Stored dataset items
+++++

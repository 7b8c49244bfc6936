use ndarray::Array2;
use rand::Rng;

use crate::error::{ForecastError, Result};
use crate::layers::lstm_cell::{LSTMCell, LSTMCellCache, LSTMCellGradients};
use crate::optimizers::Optimizer;

/// Hidden and cell state of one layer, shaped (hidden_size, batch)
#[derive(Clone, Debug)]
pub struct LayerState {
    pub h: Array2<f64>,
    pub c: Array2<f64>,
}

/// Per-step, per-layer caches collected while running a window forward
#[derive(Clone, Debug, Default)]
pub struct SequenceCache {
    pub steps: Vec<Vec<LSTMCellCache>>,
}

/// Multi-layer LSTM network for sequence modeling
///
/// Stacks LSTM cells where the hidden output of layer i at step t becomes
/// the input of layer i+1 at step t. Every layer carries its own hidden and
/// cell state across the steps of a window.
#[derive(Clone, Debug)]
pub struct LSTMNetwork {
    cells: Vec<LSTMCell>,
    pub input_size: usize,
    pub hidden_size: usize,
    pub num_layers: usize,
}

impl LSTMNetwork {
    /// Creates a new multi-layer LSTM network
    ///
    /// First layer accepts `input_size` dimensions, subsequent layers
    /// accept `hidden_size` dimensions from the previous layer.
    pub fn new<R: Rng + ?Sized>(input_size: usize, hidden_size: usize, num_layers: usize, rng: &mut R) -> Self {
        let cells = (0..num_layers)
            .map(|i| {
                let layer_input_size = if i == 0 { input_size } else { hidden_size };
                LSTMCell::new(layer_input_size, hidden_size, rng)
            })
            .collect();

        LSTMNetwork {
            cells,
            input_size,
            hidden_size,
            num_layers,
        }
    }

    /// Creates a network from existing cells (used for deserialization)
    pub fn from_cells(cells: Vec<LSTMCell>) -> Result<Self> {
        let first = cells
            .first()
            .ok_or_else(|| ForecastError::Config("network needs at least one layer".to_string()))?;
        let input_size = first.input_size;
        let hidden_size = first.hidden_size;

        for (i, cell) in cells.iter().enumerate() {
            let expected_input = if i == 0 { input_size } else { hidden_size };
            if cell.hidden_size != hidden_size || cell.input_size != expected_input {
                return Err(ForecastError::ShapeMismatch {
                    expected: format!("layer {} with input {} and hidden {}", i, expected_input, hidden_size),
                    actual: format!("input {} and hidden {}", cell.input_size, cell.hidden_size),
                });
            }
        }

        Ok(LSTMNetwork {
            num_layers: cells.len(),
            cells,
            input_size,
            hidden_size,
        })
    }

    /// Get reference to the cells (used for serialization)
    pub fn cells(&self) -> &[LSTMCell] {
        &self.cells
    }

    /// Get mutable reference to the cells
    pub fn cells_mut(&mut self) -> &mut [LSTMCell] {
        &mut self.cells
    }

    /// Zero state for every layer
    pub fn initial_state(&self, batch_size: usize) -> Vec<LayerState> {
        (0..self.num_layers)
            .map(|_| LayerState {
                h: Array2::zeros((self.hidden_size, batch_size)),
                c: Array2::zeros((self.hidden_size, batch_size)),
            })
            .collect()
    }

    /// Advances every layer by one step, returning the new states and the caches
    pub fn forward_step(&self, input: &Array2<f64>, states: &[LayerState]) -> (Vec<LayerState>, Vec<LSTMCellCache>) {
        let mut new_states = Vec::with_capacity(self.num_layers);
        let mut caches = Vec::with_capacity(self.num_layers);
        let mut layer_input = input.clone();

        for (cell, state) in self.cells.iter().zip(states) {
            let (h, c, cache) = cell.forward_with_cache(&layer_input, &state.h, &state.c);
            layer_input = h.clone();
            new_states.push(LayerState { h, c });
            caches.push(cache);
        }

        (new_states, caches)
    }

    /// Runs a window forward and returns the top layer's last hidden state
    ///
    /// Each element of `sequence` is one step shaped (input_size, batch).
    pub fn forward_sequence(&self, sequence: &[Array2<f64>]) -> Array2<f64> {
        let batch_size = sequence.first().map_or(0, |step| step.ncols());
        let mut states = self.initial_state(batch_size);

        for input in sequence {
            let mut layer_input = input.clone();
            for (cell, state) in self.cells.iter().zip(states.iter_mut()) {
                let (h, c) = cell.forward(&layer_input, &state.h, &state.c);
                layer_input = h.clone();
                *state = LayerState { h, c };
            }
        }

        states
            .pop()
            .map(|state| state.h)
            .unwrap_or_else(|| Array2::zeros((self.hidden_size, batch_size)))
    }

    /// Same as [`forward_sequence`](Self::forward_sequence) but keeps the caches for BPTT
    pub fn forward_sequence_with_cache(&self, sequence: &[Array2<f64>]) -> (Array2<f64>, SequenceCache) {
        let batch_size = sequence.first().map_or(0, |step| step.ncols());
        let mut states = self.initial_state(batch_size);
        let mut cache = SequenceCache {
            steps: Vec::with_capacity(sequence.len()),
        };

        for input in sequence {
            let (new_states, step_caches) = self.forward_step(input, &states);
            states = new_states;
            cache.steps.push(step_caches);
        }

        let last_hidden = states
            .pop()
            .map(|state| state.h)
            .unwrap_or_else(|| Array2::zeros((self.hidden_size, batch_size)));
        (last_hidden, cache)
    }

    /// Backpropagation through time from a gradient on the top layer's last hidden state
    ///
    /// Walks the steps in reverse, carrying each layer's hidden and cell
    /// gradients to the previous step and each step's input gradient down to
    /// the layer below. Returns the accumulated gradients in layer order.
    pub fn backward_sequence(&self, dh_last: &Array2<f64>, cache: &SequenceCache) -> Vec<LSTMCellGradients> {
        let mut gradients = self.zero_gradients();
        let batch_size = dh_last.ncols();
        let mut dh_next: Vec<Array2<f64>> = (0..self.num_layers)
            .map(|_| Array2::zeros((self.hidden_size, batch_size)))
            .collect();
        let mut dc_next = dh_next.clone();
        let last_step = cache.steps.len().saturating_sub(1);

        for (t, step_caches) in cache.steps.iter().enumerate().rev() {
            let mut dh_from_above = if t == last_step {
                dh_last.clone()
            } else {
                Array2::zeros((self.hidden_size, batch_size))
            };

            for layer in (0..self.num_layers).rev() {
                let dh = &dh_from_above + &dh_next[layer];
                let (step_gradients, dx, dhx, dcx) =
                    self.cells[layer].backward(&dh, &dc_next[layer], &step_caches[layer]);

                gradients[layer].accumulate(&step_gradients);
                dh_next[layer] = dhx;
                dc_next[layer] = dcx;
                dh_from_above = dx;
            }
        }

        gradients
    }

    /// Update parameters for all layers using computed gradients
    pub fn update_parameters<O: Optimizer + ?Sized>(&mut self, gradients: &[LSTMCellGradients], optimizer: &mut O) {
        for (i, (cell, cell_gradients)) in self.cells.iter_mut().zip(gradients).enumerate() {
            let prefix = format!("layer_{}", i);
            cell.update_parameters(cell_gradients, optimizer, &prefix);
        }
    }

    /// Initialize zero gradients for all layers
    pub fn zero_gradients(&self) -> Vec<LSTMCellGradients> {
        self.cells.iter().map(LSTMCell::zero_gradients).collect()
    }

    pub fn num_parameters(&self) -> usize {
        self.cells.iter().map(LSTMCell::num_parameters).sum()
    }
}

+++++

From the entries above, show each line that includes the string "LayerState".

__TASK RESPONSE__:
pub struct LayerState {
    pub fn initial_state(&self, batch_size: usize) -> Vec<LayerState> {
            .map(|_| LayerState {
    pub fn forward_step(&self, input: &Array2<f64>, states: &[LayerState]) -> (Vec<LayerState>, Vec<LSTMCellCache>) {
            new_states.push(LayerState { h, c });
                *state = LayerState { h, c };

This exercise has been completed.